With a global human population growth of about 83 million annually, one of the most pressing questions of the 21st century is how we will support our ever expanding population. A central study apart of the RIPE (Realizing Increased Photosynthetic Efficiency) International project may have found a key contributor to the solution.
Photosynthesis functions using an enzyme Rubisco and sunlight to turn carbon dioxide and water into sugars and oxygen. Overtime, Rubisco has created our oxygen rich environment, and now is unable to discern accurately between molecules of oxygen and molecules of carbon dioxide. 20% of the time Rubisco will grab oxygen instead of carbon dioxide, creating a toxic substance which must be recycled through a process known as photorespiration. Scientists from the University of Illinois and the U.S. Department of Agriculture Agricultural Research Service reported that plants engineered with photorespiratory shortcuts are 40% more productive in real life situations.

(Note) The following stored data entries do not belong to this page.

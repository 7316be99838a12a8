pub mod analyzer;
pub mod args;
pub mod dispatcher;
pub mod error;
pub mod fetcher;
pub mod pipeline;
pub mod record;
pub mod renderer;
pub mod report;
pub mod tokenize;
pub mod utils;
pub mod writer;

pub use analyzer::{analyze, AnalysisResult};
pub use args::Args;
pub use dispatcher::{analyze_all, Batch, DispatchConfig, Strictness};
pub use error::{PipelineError, RenderError};
pub use pipeline::run;
pub use record::Record;
pub use report::{assemble, Document};
pub use tokenize::{count, FrequencyMap};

Currently being tested with genetically modifying tobacco plants, experts hope to apply this technology to food related crops within the next ten years. This represents a massive feat for addressing world hunger, as 200 million people could be fed with the calories lost to photorespiration in the midwest United States alone. RIPE and sponsors such a the Bill and Melinda Gates Foundation have pledged to allow small farmers (especially in sub-saharan Africa and Southeast Asia) free access to any project discoveries.